Formal Announcement of the Call To Engagement From Jeffrey S. Lehman to the Cornell Community

November 20, 2003, Barton Hall

In my inaugural address, I asked the Cornell community to consider how our university should evolve during the years leading up to our sesquicentennial in 2015. I believe that Cornell, with its unique set of animating principles, history, and contemporary structure, can make contributions to humanity that no other university in the world can make. We have a shared responsibility to reflect carefully on how to pursue that goal.

I hope that during this academic year the broad community of Cornellians — faculty, students, staff, alumni, and other neighbors and friends near and far — will engage a set of important questions and will share the fruits of that engagement. Before enumerating those questions, however, I want to offer some of my thoughts and hopes about the process.

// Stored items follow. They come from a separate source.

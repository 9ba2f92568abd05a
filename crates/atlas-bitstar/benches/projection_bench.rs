//! Criterion microbenches for `ManifoldProjector::project` (C3) at a range
//! of ambient dimensions and starting offsets.

use atlas_bitstar::chart::projector::project;
use atlas_bitstar::config::AtlasParams;
use atlas_bitstar::constraint::UnitSphere;
use criterion::{criterion_group, criterion_main, BatchSize, BenchmarkId, Criterion};
use nalgebra::DVector;

fn bench_projection(c: &mut Criterion) {
    let mut group = c.benchmark_group("projection");
    let params = AtlasParams::default();

    for &dim in &[3usize, 8, 16] {
        let sphere = UnitSphere::new(dim);
        group.bench_function(BenchmarkId::new("project_from_2x_radius", dim), |b| {
            b.iter_batched(
                || {
                    let mut v = vec![0.0; dim];
                    v[0] = 2.0;
                    DVector::from_vec(v)
                },
                |guess| {
                    let _ = project(&sphere, &guess, &params).unwrap();
                },
                BatchSize::SmallInput,
            )
        });
    }
    group.finish();
}

criterion_group!(benches, bench_projection);
criterion_main!(benches);
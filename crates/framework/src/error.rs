//! Planner-facing error and status types, shaped after the
//! `PlanningError`/`PlannerStatus` pair a minimal OMPL-style Rust binding
//! exposes to its callers.

use std::fmt;

/// Why a planning attempt could not proceed or did not finish.
#[derive(Clone, Debug, PartialEq)]
pub enum PlanningError {
    /// The start state fails the validity checker before any search begins.
    InvalidStart,
    /// The goal state fails the validity checker before any search begins.
    InvalidGoal,
    /// The planner's time or iteration budget elapsed with no usable path.
    Timeout,
    /// The planner exhausted its search without ever reaching the goal
    /// region, even approximately.
    NoSolutionFound,
}

impl fmt::Display for PlanningError {
    fn fmt(&self, f: &mut fmt::Formatter<'_>) -> fmt::Result {
        match self {
            PlanningError::InvalidStart => write!(f, "start state is not valid"),
            PlanningError::InvalidGoal => write!(f, "goal state is not valid"),
            PlanningError::Timeout => write!(f, "planner exceeded its time budget"),
            PlanningError::NoSolutionFound => write!(f, "no solution found"),
        }
    }
}

impl std::error::Error for PlanningError {}

/// Outcome of a completed (non-errored) planning attempt.
#[derive(Clone, Copy, Debug, PartialEq, Eq)]
pub enum PlannerStatus {
    /// A path reaching the goal region was found.
    ExactSolution,
    /// A path was found that gets within tolerance of the goal but does
    /// not exactly reach it (the atlas's `lambda` budget or similar cutoff
    /// was hit on the final edge).
    ApproximateSolution,
    /// The budget elapsed before any solution, exact or approximate, was
    /// found.
    Timeout,
}
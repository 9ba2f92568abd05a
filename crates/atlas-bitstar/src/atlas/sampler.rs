//! C5: `AtlasStateSampler` and `AtlasMotionValidator` — the two
//! collaborator-facing wrappers a sampling-based planner actually calls
//! into, built on top of `AtlasStateSpace`'s chart machinery.

use nalgebra::DVector;
use rand::rngs::StdRng;
use rand::SeedableRng;

use crate::atlas::space::AtlasStateSpace;
use crate::chart::ChartId;
use crate::error::ProjectionError;

/// Owns the RNG a planner's sampling calls draw from; `AtlasStateSpace`
/// stays RNG-free so the same atlas can back several independent samplers
/// (e.g. one per planning thread) with deterministic, separately-seeded
/// streams.
pub struct AtlasStateSampler<'a, 'c> {
    space: &'a AtlasStateSpace<'c>,
    rng: StdRng,
}

impl<'a, 'c> AtlasStateSampler<'a, 'c> {
    pub fn new(space: &'a AtlasStateSpace<'c>, seed: u64) -> Self {
        Self {
            space,
            rng: StdRng::seed_from_u64(seed),
        }
    }

    pub fn sample_uniform(&mut self) -> Result<(DVector<f64>, ChartId), ProjectionError> {
        self.space.sample_uniform(&mut self.rng)
    }

    pub fn sample_uniform_near(
        &mut self,
        near: &DVector<f64>,
        hint: Option<ChartId>,
    ) -> Result<(DVector<f64>, ChartId), ProjectionError> {
        self.space.sample_uniform_near(near, hint, &mut self.rng)
    }
}

/// Wraps `AtlasStateSpace::follow_manifold` behind the boolean
/// `checkMotion` a generic motion planner expects, with an overload that
/// also exposes the last valid state and its interpolation parameter for
/// planners that want to salvage a partial edge (spec §4.5).
pub struct AtlasMotionValidator<'a, 'c, V> {
    space: &'a AtlasStateSpace<'c>,
    is_valid: V,
}

impl<'a, 'c, V> AtlasMotionValidator<'a, 'c, V>
where
    V: Fn(&DVector<f64>) -> bool,
{
    pub fn new(space: &'a AtlasStateSpace<'c>, is_valid: V) -> Self {
        Self { space, is_valid }
    }

    pub fn check_motion(&self, from: &DVector<f64>, to: &DVector<f64>, hint: Option<ChartId>) -> bool {
        self.space
            .follow_manifold(from, to, hint, false, &self.is_valid)
            .stop
            .is_reached()
    }

    /// As `check_motion`, but also returns the last valid ambient state
    /// reached and the fraction of `[from, to]` it represents.
    pub fn check_motion_with_last_valid(
        &self,
        from: &DVector<f64>,
        to: &DVector<f64>,
        hint: Option<ChartId>,
    ) -> (bool, DVector<f64>, f64) {
        let result = self.space.follow_manifold(from, to, hint, false, &self.is_valid);
        let reached = result.stop.is_reached();
        (reached, result.last_valid, result.interpolation_param)
    }
}
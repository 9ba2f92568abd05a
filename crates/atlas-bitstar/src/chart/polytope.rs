//! Tangent-space half-spaces and the small numerical helpers the chart
//! polytope needs (ball volume, uniform ball sampling).
//!
//! Kept dependency-light and explicit, in the spirit of the teacher's
//! `geom2::ordered`/`geom4::types` half-space representations, generalized
//! from fixed 2D/4D to an arbitrary tangent dimension `k`.

use nalgebra::DVector;
use rand::Rng;

/// Closed half-space `a . u <= b` in tangent coordinates.
#[derive(Clone, Debug)]
pub struct Halfspace {
    pub a: DVector<f64>,
    pub b: f64,
}

impl Halfspace {
    #[inline]
    pub fn new(a: DVector<f64>, b: f64) -> Self {
        Self { a, b }
    }

    #[inline]
    pub fn satisfies_eps(&self, u: &DVector<f64>, eps: f64) -> bool {
        self.a.dot(u) <= self.b + eps
    }
}

/// Volume of the unit ball in `R^k` via the even/odd recursion
/// `V(0)=1, V(1)=2, V(n) = (2*pi/n) * V(n-2)`, avoiding a dependency on a
/// gamma-function crate for what is otherwise integer-indexed recursion.
pub fn unit_ball_volume(k: usize) -> f64 {
    match k {
        0 => 1.0,
        1 => 2.0,
        n => (2.0 * std::f64::consts::PI / n as f64) * unit_ball_volume(n - 2),
    }
}

/// Volume of the `k`-ball of radius `r`.
#[inline]
pub fn ball_volume(k: usize, r: f64) -> f64 {
    unit_ball_volume(k) * r.powi(k as i32)
}

/// Sample uniformly inside the closed `k`-ball of radius `r`, centered at
/// the origin of tangent coordinates.
///
/// Method: sample a uniform direction (normalized Gaussian vector) and an
/// independent radius `r * u^{1/k}` for `u` uniform in `[0,1)`, which gives
/// the correct radial density for a uniform fill of the ball.
pub fn sample_in_ball<R: Rng + ?Sized>(k: usize, r: f64, rng: &mut R) -> DVector<f64> {
    if k == 0 {
        return DVector::zeros(0);
    }
    let mut v = DVector::from_iterator(k, (0..k).map(|_| sample_standard_normal(rng)));
    let norm = v.norm();
    if norm < 1e-300 {
        v[0] = 1.0;
    } else {
        v /= v.norm();
    }
    let u: f64 = rng.gen_range(0.0..1.0);
    let radius = r * u.powf(1.0 / k as f64);
    v * radius
}

fn sample_standard_normal<R: Rng + ?Sized>(rng: &mut R) -> f64 {
    // Box-Muller; avoids pulling in `rand_distr` for a single distribution.
    let u1: f64 = rng.gen_range(f64::EPSILON..1.0);
    let u2: f64 = rng.gen_range(0.0..1.0);
    (-2.0 * u1.ln()).sqrt() * (2.0 * std::f64::consts::PI * u2).cos()
}

#[cfg(test)]
mod tests {
    use super::*;
    use rand::SeedableRng;
    use rand::rngs::StdRng;

    #[test]
    fn unit_ball_volumes_match_known_values() {
        assert!((unit_ball_volume(1) - 2.0).abs() < 1e-12);
        assert!((unit_ball_volume(2) - std::f64::consts::PI).abs() < 1e-12);
        let v3 = 4.0 / 3.0 * std::f64::consts::PI;
        assert!((unit_ball_volume(3) - v3).abs() < 1e-12);
    }

    #[test]
    fn sampled_points_stay_within_radius() {
        let mut rng = StdRng::seed_from_u64(7);
        for _ in 0..200 {
            let u = sample_in_ball(4, 0.3, &mut rng);
            assert!(u.norm() <= 0.3 + 1e-9);
        }
    }
}
//! The implicit manifold: a user-supplied constraint function and Jacobian.
//!
//! `F: R^n -> R^m` is assumed smooth and evaluable without side effects; the
//! manifold is its zero set, of dimension `k = n - m` (spec §3). The atlas
//! never assumes a concrete `F`; it is injected as a collaborator, matching
//! the teacher's pattern of passing `GeomCfg`/`SearchCfg` rather than baking
//! tolerances into the types that use them.

use nalgebra::{DMatrix, DVector};

/// Equality-constraint function defining the manifold `{x : F(x) = 0}`.
pub trait ConstraintFunction {
    /// Ambient dimension `n`.
    fn ambient_dim(&self) -> usize;
    /// Co-dimension `m` (number of scalar constraints).
    fn co_dim(&self) -> usize;
    /// Evaluate `F(x) in R^m`.
    fn eval(&self, x: &DVector<f64>) -> DVector<f64>;
    /// Evaluate the Jacobian `J(x) in R^{m x n}`.
    fn jacobian(&self, x: &DVector<f64>) -> DMatrix<f64>;

    /// Manifold dimension `k = n - m`.
    fn manifold_dim(&self) -> usize {
        self.ambient_dim() - self.co_dim()
    }
}

/// `F(x) = ||x|| - 1`: the unit sphere in `R^n`. Used by the demo crate and
/// by this crate's own integration tests (spec §8 scenario 1).
pub struct UnitSphere {
    dim: usize,
}

impl UnitSphere {
    pub fn new(dim: usize) -> Self {
        assert!(dim >= 2, "unit sphere needs ambient dimension >= 2");
        Self { dim }
    }
}

impl ConstraintFunction for UnitSphere {
    fn ambient_dim(&self) -> usize {
        self.dim
    }
    fn co_dim(&self) -> usize {
        1
    }
    fn eval(&self, x: &DVector<f64>) -> DVector<f64> {
        DVector::from_element(1, x.norm() - 1.0)
    }
    fn jacobian(&self, x: &DVector<f64>) -> DMatrix<f64> {
        let norm = x.norm();
        let row = if norm > 1e-14 {
            x.transpose() / norm
        } else {
            x.transpose()
        };
        DMatrix::from_row_slice(1, self.dim, row.as_slice())
    }
}
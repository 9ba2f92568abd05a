//! Planner-facing collaborator traits built on top of `atlas_bitstar`.
//!
//! `atlas_bitstar` stays deliberately ignorant of collision geometry,
//! scenario definition and multi-robot coordination policy (all explicit
//! Non-goals of the core); this crate is where those concerns live as
//! injected collaborators, grounded in how a minimal OMPL-style Rust
//! binding shapes its own `State`/`StateSpace`/`StateValidityChecker`
//! surface.

pub mod error;
pub mod prioritized;
pub mod space;
pub mod validity;

pub use error::{PlannerStatus, PlanningError};
pub use prioritized::PrioritizedPlanner;
pub use space::{State, StateSpace};
pub use validity::{
    CompositeValidityChecker, MultiRobotValidityChecker, RobotId, StateValidityChecker,
    StaticValidityChecker, TimeIndexedValidityChecker,
};
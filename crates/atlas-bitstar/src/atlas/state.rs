//! Manifold states and the arena that owns them.
//!
//! States are plain ambient-space points with an optional chart hint used
//! to skip `owning_chart`'s linear search on the common path. The pool
//! mirrors the teacher's preference for explicit, panic-on-misuse handle
//! arenas over `Rc`-per-state bookkeeping (`oriented_edge::types::Graph`
//! keeps its ridges/facets in dense `Vec`s addressed by newtype index).

use nalgebra::DVector;

use crate::chart::ChartId;

/// A point on (or very near) the manifold, plus a cached chart hint.
#[derive(Clone, Debug)]
pub struct ManifoldState {
    pub ambient: DVector<f64>,
    pub chart_hint: Option<ChartId>,
}

impl ManifoldState {
    pub fn new(ambient: DVector<f64>) -> Self {
        Self {
            ambient,
            chart_hint: None,
        }
    }

    pub fn with_hint(ambient: DVector<f64>, chart_hint: ChartId) -> Self {
        Self {
            ambient,
            chart_hint: Some(chart_hint),
        }
    }
}

/// Opaque handle into a `StatePool`. Indices are reused after `free`, so a
/// handle must never be dereferenced after being freed.
#[derive(Clone, Copy, Debug, PartialEq, Eq, Hash)]
pub struct StateHandle(usize);

/// Arena of `ManifoldState`s addressed by `StateHandle`. `free` makes the
/// slot immediately reusable; using a stale handle afterward is a
/// programming error and panics rather than returning stale or default
/// data.
#[derive(Default)]
pub struct StatePool {
    slots: Vec<Option<ManifoldState>>,
    free_list: Vec<usize>,
}

impl StatePool {
    pub fn new() -> Self {
        Self::default()
    }

    pub fn alloc(&mut self, state: ManifoldState) -> StateHandle {
        if let Some(idx) = self.free_list.pop() {
            self.slots[idx] = Some(state);
            StateHandle(idx)
        } else {
            self.slots.push(Some(state));
            StateHandle(self.slots.len() - 1)
        }
    }

    pub fn free(&mut self, handle: StateHandle) {
        let slot = self
            .slots
            .get_mut(handle.0)
            .expect("state handle from a different pool");
        assert!(slot.is_some(), "double free of state handle {}", handle.0);
        *slot = None;
        self.free_list.push(handle.0);
    }

    pub fn get(&self, handle: StateHandle) -> &ManifoldState {
        self.slots[handle.0]
            .as_ref()
            .expect("use of a freed state handle")
    }

    pub fn get_mut(&mut self, handle: StateHandle) -> &mut ManifoldState {
        self.slots[handle.0]
            .as_mut()
            .expect("use of a freed state handle")
    }

    /// Allocate a fresh copy of the state held at `handle`.
    pub fn copy(&mut self, handle: StateHandle) -> StateHandle {
        let cloned = self.get(handle).clone();
        self.alloc(cloned)
    }
}
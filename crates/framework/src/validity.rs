//! State validity checking as an injected collaborator, with three shapes
//! grounded in how the spec's multi-robot scenario needs to query
//! occupancy: a purely geometric static checker, a time-indexed dynamic
//! obstacle checker, and a multi-robot checker that consults other robots'
//! committed reservations.
//!
//! `atlas_bitstar::AtlasStateSpace::follow_manifold` only knows about a
//! plain `Fn(&DVector<f64>) -> bool`; `at_time` below is how a
//! time-indexed checker adapts down to that shape for one fixed instant.

use std::collections::HashMap;

use nalgebra::DVector;

/// A robot identity within a `PrioritizedPlanner` run.
pub type RobotId = usize;

/// Queries whether `state` is valid at simulation time `time`. Static
/// checkers ignore `time`; dynamic ones bucket it (spec's
/// `round(t * scaling_factor)` convention) to look up obstacle occupancy.
pub trait StateValidityChecker {
    fn is_valid(&self, state: &DVector<f64>, time: f64) -> bool;

    /// Freeze this checker at one instant, producing the plain
    /// `Fn(&DVector<f64>) -> bool` that `AtlasMotionValidator` expects.
    fn at_time<'a>(&'a self, time: f64) -> Box<dyn Fn(&DVector<f64>) -> bool + 'a> {
        Box::new(move |state| self.is_valid(state, time))
    }
}

/// A validity check with no time dependence: pure geometric/collision
/// predicate supplied by the caller.
pub struct StaticValidityChecker<F> {
    check: F,
}

impl<F> StaticValidityChecker<F>
where
    F: Fn(&DVector<f64>) -> bool,
{
    pub fn new(check: F) -> Self {
        Self { check }
    }
}

impl<F> StateValidityChecker for StaticValidityChecker<F>
where
    F: Fn(&DVector<f64>) -> bool,
{
    fn is_valid(&self, state: &DVector<f64>, _time: f64) -> bool {
        (self.check)(state)
    }
}

/// A validity check against obstacles whose occupancy is indexed by a
/// discretized time bucket: `bucket = round(time * scaling_factor)`.
pub struct TimeIndexedValidityChecker<F> {
    check: F,
    scaling_factor: f64,
}

impl<F> TimeIndexedValidityChecker<F>
where
    F: Fn(&DVector<f64>, u64) -> bool,
{
    pub fn new(check: F, scaling_factor: f64) -> Self {
        assert!(scaling_factor > 0.0, "scaling_factor must be positive");
        Self { check, scaling_factor }
    }

    fn bucket(&self, time: f64) -> u64 {
        (time * self.scaling_factor).round() as u64
    }
}

impl<F> StateValidityChecker for TimeIndexedValidityChecker<F>
where
    F: Fn(&DVector<f64>, u64) -> bool,
{
    fn is_valid(&self, state: &DVector<f64>, time: f64) -> bool {
        (self.check)(state, self.bucket(time))
    }
}

/// Checks `state` against every other robot's committed path at the same
/// discretized time bucket, rejecting states closer than `min_separation`
/// to a higher-priority robot's reserved position.
pub struct MultiRobotValidityChecker<'a> {
    pub(crate) own_robot: RobotId,
    pub(crate) reservations: &'a HashMap<(u64, RobotId), DVector<f64>>,
    pub(crate) min_separation: f64,
    pub(crate) scaling_factor: f64,
}

impl<'a> StateValidityChecker for MultiRobotValidityChecker<'a> {
    fn is_valid(&self, state: &DVector<f64>, time: f64) -> bool {
        let bucket = (time * self.scaling_factor).round() as u64;
        self.reservations.iter().all(|((b, robot), pos)| {
            *b != bucket || *robot == self.own_robot || (pos - state).norm() >= self.min_separation
        })
    }
}

/// Conjunction of several checkers, e.g. static environment geometry plus
/// multi-robot separation: valid only if every member accepts the state.
pub struct CompositeValidityChecker<'a> {
    checkers: Vec<&'a dyn StateValidityChecker>,
}

impl<'a> CompositeValidityChecker<'a> {
    pub fn new(checkers: Vec<&'a dyn StateValidityChecker>) -> Self {
        Self { checkers }
    }
}

impl<'a> StateValidityChecker for CompositeValidityChecker<'a> {
    fn is_valid(&self, state: &DVector<f64>, time: f64) -> bool {
        self.checkers.iter().all(|c| c.is_valid(state, time))
    }
}

#[cfg(test)]
mod tests {
    use super::*;

    #[test]
    fn static_checker_ignores_time() {
        let checker = StaticValidityChecker::new(|s: &DVector<f64>| s.norm() < 1.0);
        let inside = DVector::from_vec(vec![0.1, 0.0]);
        assert!(checker.is_valid(&inside, 0.0));
        assert!(checker.is_valid(&inside, 1000.0));
    }

    #[test]
    fn time_indexed_checker_buckets_consistently() {
        let checker = TimeIndexedValidityChecker::new(|_s: &DVector<f64>, bucket: u64| bucket != 5, 10.0);
        let s = DVector::from_vec(vec![0.0]);
        assert!(!checker.is_valid(&s, 0.5)); // 0.5 * 10 = 5
        assert!(checker.is_valid(&s, 0.6));
    }

    #[test]
    fn multi_robot_checker_rejects_states_too_close_to_a_reservation() {
        let mut reservations = HashMap::new();
        reservations.insert((0u64, 1usize), DVector::from_vec(vec![0.0, 0.0]));
        let checker = MultiRobotValidityChecker {
            own_robot: 2,
            reservations: &reservations,
            min_separation: 0.5,
            scaling_factor: 1.0,
        };
        let too_close = DVector::from_vec(vec![0.1, 0.0]);
        let far_enough = DVector::from_vec(vec![10.0, 0.0]);
        assert!(!checker.is_valid(&too_close, 0.0));
        assert!(checker.is_valid(&far_enough, 0.0));
    }

    #[test]
    fn multi_robot_checker_ignores_its_own_reservation() {
        let mut reservations = HashMap::new();
        reservations.insert((0u64, 1usize), DVector::from_vec(vec![0.0, 0.0]));
        let checker = MultiRobotValidityChecker {
            own_robot: 1,
            reservations: &reservations,
            min_separation: 0.5,
            scaling_factor: 1.0,
        };
        let same_spot = DVector::from_vec(vec![0.0, 0.0]);
        assert!(checker.is_valid(&same_spot, 0.0));
    }
}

I am not asking you to consider all the important issues that face Cornell. Rather, I am asking you to approach a subset of those issues, a subset that touches the core of our identity. In challenging us to think about Cornell’s fundamentals, I anticipate that much of the discussion will reaffirm what we find good about our university. I nonetheless encourage us to reflect on all of Cornell, even the aspects that are its greatest strengths.

To be sure, it is not my intent to revisit or second-guess major commitments that Cornell has made; I am fully dedicated to their successful realization. This exercise is about the future – the new commitments we should be making to ourselves and to others, so as to ensure that Cornell is the university we want it to be when we celebrate our 150th birthday.

These are not matters that lend themselves to easy, consensus to-do lists, or to simple, one-sentence answers. They are complex, difficult subjects about which reasonable people will disagree. Accordingly, responses will be most helpful if they convey people’s approaches to the questions and the ways they think about them, rather than simply generating a list of agenda items. When a group considers a topic, I hope that they will produce a response that conveys the broad heterogeneity of reaction within the group rather than stating a simple “bottom line.”

I am asking our community to begin this discussion over the coming weeks. The opportunities for thought and conversation are varied and numerous. Members of the senior administration will help develop and organize discussion among all of our stakeholders, but many of you will want to engage, instead, in smaller group discussions or in individual reflection. I encourage you to take whatever opportunity arises to give consideration to these questions. We invite you to share the results of your deliberations by sending an e-mail to calltoengagement@cornell.edu or simply sending a note to the President’s Office at 300 Day Hall. My colleagues and I will be reading the ideas you write down and mixing in our own views. By next fall, I expect to have framed an initial set of goals for myself and for our university that will reflect the dreams and aspirations of Cornellians everywhere.

Thank you, in advance, for participating in this exercise. I look forward to joining with you in the conversations that these questions stimulate. It is a great privilege for me to serve as Cornell’s president and to lead what I trust will be an extraordinarily stimulating conversation.